Dataset entries:
================

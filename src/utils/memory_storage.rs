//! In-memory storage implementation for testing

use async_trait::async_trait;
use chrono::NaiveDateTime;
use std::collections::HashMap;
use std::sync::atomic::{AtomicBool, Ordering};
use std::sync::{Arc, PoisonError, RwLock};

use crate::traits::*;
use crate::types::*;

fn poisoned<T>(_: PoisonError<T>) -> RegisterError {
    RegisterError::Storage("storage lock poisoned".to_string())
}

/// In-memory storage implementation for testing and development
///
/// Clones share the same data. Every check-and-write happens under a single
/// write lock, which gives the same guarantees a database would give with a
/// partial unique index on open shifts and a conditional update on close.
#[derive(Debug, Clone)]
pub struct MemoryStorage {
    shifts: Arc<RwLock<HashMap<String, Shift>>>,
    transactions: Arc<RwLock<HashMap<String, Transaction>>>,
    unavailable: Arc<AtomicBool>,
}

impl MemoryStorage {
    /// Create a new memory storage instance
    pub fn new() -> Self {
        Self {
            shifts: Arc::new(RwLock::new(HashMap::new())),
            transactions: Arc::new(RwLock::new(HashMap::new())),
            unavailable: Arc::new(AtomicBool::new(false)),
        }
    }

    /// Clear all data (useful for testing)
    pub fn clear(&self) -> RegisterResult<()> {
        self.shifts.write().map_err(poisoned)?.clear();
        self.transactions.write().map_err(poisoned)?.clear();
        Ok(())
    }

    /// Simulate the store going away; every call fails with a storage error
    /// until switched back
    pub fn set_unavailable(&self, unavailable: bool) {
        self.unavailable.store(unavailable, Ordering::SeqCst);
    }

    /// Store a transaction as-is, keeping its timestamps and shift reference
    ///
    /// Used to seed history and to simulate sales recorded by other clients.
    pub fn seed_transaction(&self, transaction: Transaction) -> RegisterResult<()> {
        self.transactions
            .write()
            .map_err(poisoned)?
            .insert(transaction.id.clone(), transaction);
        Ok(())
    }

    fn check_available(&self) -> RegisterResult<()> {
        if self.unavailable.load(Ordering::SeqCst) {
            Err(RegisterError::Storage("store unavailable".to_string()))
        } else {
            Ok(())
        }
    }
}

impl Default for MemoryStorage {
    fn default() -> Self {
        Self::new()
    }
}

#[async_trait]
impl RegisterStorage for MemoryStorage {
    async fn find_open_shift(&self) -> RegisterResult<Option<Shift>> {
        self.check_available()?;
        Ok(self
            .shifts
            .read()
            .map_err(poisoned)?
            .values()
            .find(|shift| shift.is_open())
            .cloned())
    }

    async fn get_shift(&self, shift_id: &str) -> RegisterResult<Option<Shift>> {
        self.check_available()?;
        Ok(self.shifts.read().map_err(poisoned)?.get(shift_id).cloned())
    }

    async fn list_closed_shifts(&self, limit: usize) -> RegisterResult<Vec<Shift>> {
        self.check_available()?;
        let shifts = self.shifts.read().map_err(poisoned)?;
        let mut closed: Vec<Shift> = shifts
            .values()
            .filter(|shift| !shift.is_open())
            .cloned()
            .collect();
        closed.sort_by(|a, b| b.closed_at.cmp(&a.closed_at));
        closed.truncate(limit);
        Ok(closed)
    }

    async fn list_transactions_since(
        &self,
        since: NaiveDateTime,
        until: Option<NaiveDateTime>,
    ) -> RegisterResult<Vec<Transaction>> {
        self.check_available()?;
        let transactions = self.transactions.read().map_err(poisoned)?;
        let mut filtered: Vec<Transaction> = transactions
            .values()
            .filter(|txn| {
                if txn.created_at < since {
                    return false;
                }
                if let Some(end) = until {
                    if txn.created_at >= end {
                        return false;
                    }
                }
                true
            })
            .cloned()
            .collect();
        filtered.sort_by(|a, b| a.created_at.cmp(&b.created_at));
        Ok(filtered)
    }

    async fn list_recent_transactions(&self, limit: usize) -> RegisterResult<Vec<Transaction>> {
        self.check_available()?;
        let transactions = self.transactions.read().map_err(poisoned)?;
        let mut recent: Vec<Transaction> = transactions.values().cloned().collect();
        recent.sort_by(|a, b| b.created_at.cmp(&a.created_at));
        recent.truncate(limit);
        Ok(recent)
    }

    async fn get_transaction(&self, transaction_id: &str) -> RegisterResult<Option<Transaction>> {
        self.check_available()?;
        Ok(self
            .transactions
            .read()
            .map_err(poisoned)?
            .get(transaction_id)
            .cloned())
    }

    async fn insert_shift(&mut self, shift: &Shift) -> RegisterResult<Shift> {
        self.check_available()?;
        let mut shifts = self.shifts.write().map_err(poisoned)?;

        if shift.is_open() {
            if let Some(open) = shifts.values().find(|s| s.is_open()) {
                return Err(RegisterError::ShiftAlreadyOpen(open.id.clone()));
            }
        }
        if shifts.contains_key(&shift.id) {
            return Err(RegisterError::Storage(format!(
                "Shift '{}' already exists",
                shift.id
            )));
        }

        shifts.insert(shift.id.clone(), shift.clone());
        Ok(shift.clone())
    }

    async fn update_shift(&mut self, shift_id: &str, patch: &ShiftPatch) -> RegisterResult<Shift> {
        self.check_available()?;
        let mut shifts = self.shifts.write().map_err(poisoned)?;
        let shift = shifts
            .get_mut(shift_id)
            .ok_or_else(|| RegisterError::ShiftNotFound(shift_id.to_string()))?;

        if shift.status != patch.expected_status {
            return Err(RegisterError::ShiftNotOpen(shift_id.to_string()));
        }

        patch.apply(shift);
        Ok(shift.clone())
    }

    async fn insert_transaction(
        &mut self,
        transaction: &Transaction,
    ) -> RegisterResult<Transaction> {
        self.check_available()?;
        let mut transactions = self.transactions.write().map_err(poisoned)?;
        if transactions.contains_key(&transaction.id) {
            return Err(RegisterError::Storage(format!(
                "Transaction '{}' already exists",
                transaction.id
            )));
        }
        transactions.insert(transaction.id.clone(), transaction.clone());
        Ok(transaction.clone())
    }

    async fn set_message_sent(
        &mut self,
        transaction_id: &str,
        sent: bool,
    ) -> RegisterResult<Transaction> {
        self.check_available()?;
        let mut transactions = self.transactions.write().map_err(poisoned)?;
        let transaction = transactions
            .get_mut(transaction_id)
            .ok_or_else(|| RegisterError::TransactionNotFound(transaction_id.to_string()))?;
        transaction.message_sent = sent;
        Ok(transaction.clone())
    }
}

================

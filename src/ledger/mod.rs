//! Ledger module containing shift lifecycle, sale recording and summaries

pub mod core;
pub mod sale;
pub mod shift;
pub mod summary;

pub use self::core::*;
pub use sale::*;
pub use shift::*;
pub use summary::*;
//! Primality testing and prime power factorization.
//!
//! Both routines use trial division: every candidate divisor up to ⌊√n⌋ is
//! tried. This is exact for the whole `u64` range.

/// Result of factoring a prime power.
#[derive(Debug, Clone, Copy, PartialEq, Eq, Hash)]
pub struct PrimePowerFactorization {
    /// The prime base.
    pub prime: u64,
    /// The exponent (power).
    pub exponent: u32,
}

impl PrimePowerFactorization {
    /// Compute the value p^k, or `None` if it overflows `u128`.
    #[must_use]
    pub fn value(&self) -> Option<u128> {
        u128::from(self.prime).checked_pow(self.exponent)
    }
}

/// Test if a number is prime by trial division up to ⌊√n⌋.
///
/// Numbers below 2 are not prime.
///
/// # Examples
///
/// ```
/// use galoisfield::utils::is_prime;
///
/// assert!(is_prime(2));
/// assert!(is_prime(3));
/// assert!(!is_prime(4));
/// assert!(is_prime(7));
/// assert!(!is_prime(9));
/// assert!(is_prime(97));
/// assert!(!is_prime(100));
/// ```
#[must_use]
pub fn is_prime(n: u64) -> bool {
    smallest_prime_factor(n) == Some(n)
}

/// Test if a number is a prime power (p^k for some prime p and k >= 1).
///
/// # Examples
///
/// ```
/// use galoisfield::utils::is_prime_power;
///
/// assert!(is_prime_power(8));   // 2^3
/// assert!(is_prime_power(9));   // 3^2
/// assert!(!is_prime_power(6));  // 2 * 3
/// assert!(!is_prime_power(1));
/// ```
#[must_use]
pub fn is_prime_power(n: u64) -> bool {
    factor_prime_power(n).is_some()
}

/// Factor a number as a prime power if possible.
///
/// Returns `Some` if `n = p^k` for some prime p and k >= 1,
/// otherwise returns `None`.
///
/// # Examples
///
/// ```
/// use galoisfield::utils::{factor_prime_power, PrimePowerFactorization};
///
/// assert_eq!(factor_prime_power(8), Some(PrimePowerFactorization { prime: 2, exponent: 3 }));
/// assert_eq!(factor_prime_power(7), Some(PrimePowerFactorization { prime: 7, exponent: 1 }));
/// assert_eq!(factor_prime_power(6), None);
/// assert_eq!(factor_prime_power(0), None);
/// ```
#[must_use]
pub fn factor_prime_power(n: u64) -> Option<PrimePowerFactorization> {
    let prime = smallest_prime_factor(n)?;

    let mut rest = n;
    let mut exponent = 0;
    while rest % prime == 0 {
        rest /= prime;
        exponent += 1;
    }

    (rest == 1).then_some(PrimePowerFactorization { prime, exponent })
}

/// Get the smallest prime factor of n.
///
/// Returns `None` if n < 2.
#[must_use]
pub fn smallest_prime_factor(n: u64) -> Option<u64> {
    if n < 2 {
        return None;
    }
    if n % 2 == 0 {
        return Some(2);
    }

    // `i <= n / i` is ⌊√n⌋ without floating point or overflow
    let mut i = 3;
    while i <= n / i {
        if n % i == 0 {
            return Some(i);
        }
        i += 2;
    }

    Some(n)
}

================

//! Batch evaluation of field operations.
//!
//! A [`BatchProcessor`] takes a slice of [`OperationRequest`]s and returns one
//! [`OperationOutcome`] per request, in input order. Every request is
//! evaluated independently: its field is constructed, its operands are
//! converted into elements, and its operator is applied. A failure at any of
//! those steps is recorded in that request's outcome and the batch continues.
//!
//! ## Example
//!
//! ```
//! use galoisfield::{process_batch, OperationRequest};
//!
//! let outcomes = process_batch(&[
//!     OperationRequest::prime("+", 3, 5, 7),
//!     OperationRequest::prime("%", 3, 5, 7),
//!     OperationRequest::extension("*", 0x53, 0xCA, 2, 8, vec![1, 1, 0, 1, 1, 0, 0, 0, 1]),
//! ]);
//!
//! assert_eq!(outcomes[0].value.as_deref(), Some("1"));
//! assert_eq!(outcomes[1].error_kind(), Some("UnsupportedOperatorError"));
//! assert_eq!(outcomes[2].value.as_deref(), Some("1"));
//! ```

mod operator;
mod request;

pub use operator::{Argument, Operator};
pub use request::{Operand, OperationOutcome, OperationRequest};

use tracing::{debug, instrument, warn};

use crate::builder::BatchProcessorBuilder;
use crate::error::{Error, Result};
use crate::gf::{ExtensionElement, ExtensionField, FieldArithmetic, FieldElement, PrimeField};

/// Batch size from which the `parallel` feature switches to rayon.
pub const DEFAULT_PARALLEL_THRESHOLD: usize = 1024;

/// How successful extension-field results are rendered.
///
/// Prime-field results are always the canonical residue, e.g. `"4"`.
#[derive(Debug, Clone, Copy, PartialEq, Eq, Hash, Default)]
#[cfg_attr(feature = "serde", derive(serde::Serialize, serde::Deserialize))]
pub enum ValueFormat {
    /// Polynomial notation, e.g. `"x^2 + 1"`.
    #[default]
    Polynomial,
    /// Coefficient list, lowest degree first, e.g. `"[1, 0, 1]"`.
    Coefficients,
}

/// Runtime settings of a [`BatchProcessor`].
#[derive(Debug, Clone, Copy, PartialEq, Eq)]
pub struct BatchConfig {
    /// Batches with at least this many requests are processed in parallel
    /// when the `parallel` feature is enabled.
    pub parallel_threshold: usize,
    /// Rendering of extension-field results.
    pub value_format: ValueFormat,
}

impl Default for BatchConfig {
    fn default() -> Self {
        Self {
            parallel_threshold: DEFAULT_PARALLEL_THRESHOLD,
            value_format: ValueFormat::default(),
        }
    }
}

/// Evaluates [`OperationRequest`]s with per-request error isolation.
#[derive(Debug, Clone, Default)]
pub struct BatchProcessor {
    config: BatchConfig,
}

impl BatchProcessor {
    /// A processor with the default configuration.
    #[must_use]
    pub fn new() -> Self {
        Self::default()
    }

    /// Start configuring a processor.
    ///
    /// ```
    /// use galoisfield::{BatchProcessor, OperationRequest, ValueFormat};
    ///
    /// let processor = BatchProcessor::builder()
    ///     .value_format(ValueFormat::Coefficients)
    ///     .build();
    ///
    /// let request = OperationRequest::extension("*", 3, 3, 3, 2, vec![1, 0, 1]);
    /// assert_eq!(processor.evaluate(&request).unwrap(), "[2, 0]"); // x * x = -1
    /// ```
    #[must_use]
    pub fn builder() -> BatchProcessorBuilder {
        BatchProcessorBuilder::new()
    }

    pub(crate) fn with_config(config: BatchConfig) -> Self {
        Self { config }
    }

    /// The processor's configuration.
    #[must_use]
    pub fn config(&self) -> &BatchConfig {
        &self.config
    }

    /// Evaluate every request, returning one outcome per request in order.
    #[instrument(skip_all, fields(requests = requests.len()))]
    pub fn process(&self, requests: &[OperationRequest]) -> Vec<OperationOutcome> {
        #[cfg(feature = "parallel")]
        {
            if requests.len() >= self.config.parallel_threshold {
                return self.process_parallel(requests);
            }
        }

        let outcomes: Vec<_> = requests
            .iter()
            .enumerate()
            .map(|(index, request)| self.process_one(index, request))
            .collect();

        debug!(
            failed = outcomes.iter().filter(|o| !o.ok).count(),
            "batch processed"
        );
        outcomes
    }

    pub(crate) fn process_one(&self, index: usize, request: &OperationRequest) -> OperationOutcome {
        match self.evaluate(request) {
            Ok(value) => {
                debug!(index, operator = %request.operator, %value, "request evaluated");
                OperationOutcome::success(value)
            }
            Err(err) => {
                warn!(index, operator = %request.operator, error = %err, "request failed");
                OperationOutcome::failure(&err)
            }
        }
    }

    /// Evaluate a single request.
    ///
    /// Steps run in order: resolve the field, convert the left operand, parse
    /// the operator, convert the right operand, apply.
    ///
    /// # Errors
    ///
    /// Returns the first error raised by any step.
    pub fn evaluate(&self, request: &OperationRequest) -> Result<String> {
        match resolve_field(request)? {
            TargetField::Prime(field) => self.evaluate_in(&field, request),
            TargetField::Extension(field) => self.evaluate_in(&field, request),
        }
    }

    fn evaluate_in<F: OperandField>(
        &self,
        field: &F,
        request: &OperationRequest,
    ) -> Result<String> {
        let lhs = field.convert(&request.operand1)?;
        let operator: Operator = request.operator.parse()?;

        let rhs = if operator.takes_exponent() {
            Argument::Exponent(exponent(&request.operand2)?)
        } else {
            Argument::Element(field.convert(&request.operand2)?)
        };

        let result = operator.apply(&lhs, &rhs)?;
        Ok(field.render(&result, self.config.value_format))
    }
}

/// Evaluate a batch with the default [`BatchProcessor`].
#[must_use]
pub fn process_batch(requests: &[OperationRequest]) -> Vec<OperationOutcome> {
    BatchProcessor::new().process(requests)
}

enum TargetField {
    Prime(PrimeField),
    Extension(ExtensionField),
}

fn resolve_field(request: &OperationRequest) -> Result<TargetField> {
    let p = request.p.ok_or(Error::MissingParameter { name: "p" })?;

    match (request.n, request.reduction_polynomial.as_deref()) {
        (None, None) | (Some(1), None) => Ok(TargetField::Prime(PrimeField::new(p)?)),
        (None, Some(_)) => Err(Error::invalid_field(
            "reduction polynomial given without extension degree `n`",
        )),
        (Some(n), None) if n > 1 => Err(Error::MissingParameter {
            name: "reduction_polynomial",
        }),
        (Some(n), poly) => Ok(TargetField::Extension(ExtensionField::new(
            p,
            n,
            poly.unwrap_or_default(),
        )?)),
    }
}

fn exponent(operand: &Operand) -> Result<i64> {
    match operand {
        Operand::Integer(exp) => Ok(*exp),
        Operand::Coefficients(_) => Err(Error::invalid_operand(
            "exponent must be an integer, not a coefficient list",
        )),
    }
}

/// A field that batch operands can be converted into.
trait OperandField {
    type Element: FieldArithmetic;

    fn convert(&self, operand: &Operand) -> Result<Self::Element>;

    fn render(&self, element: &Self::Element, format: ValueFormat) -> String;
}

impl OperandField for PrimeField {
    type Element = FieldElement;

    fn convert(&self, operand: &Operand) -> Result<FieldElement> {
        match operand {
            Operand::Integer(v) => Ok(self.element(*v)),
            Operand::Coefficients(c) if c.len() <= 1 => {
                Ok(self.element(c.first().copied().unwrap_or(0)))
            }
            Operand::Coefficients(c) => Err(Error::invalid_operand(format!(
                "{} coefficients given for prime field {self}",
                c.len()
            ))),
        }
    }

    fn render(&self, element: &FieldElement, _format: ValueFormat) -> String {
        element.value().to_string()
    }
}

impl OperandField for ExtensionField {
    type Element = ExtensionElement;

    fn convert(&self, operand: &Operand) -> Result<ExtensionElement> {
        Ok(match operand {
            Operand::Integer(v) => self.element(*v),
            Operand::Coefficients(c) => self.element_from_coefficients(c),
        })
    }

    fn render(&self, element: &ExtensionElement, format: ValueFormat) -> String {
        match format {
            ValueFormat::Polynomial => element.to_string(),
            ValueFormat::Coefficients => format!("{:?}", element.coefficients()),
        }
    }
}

================

**Task brief:** Starting from the data above, filter for lines with "first" and copy each one.

**Answer to the problem:**
    /// Coefficient list, lowest degree first, e.g. `"[1, 0, 1]"`.
    /// Returns the first error raised by any step.
                Ok(self.element(c.first().copied().unwrap_or(0)))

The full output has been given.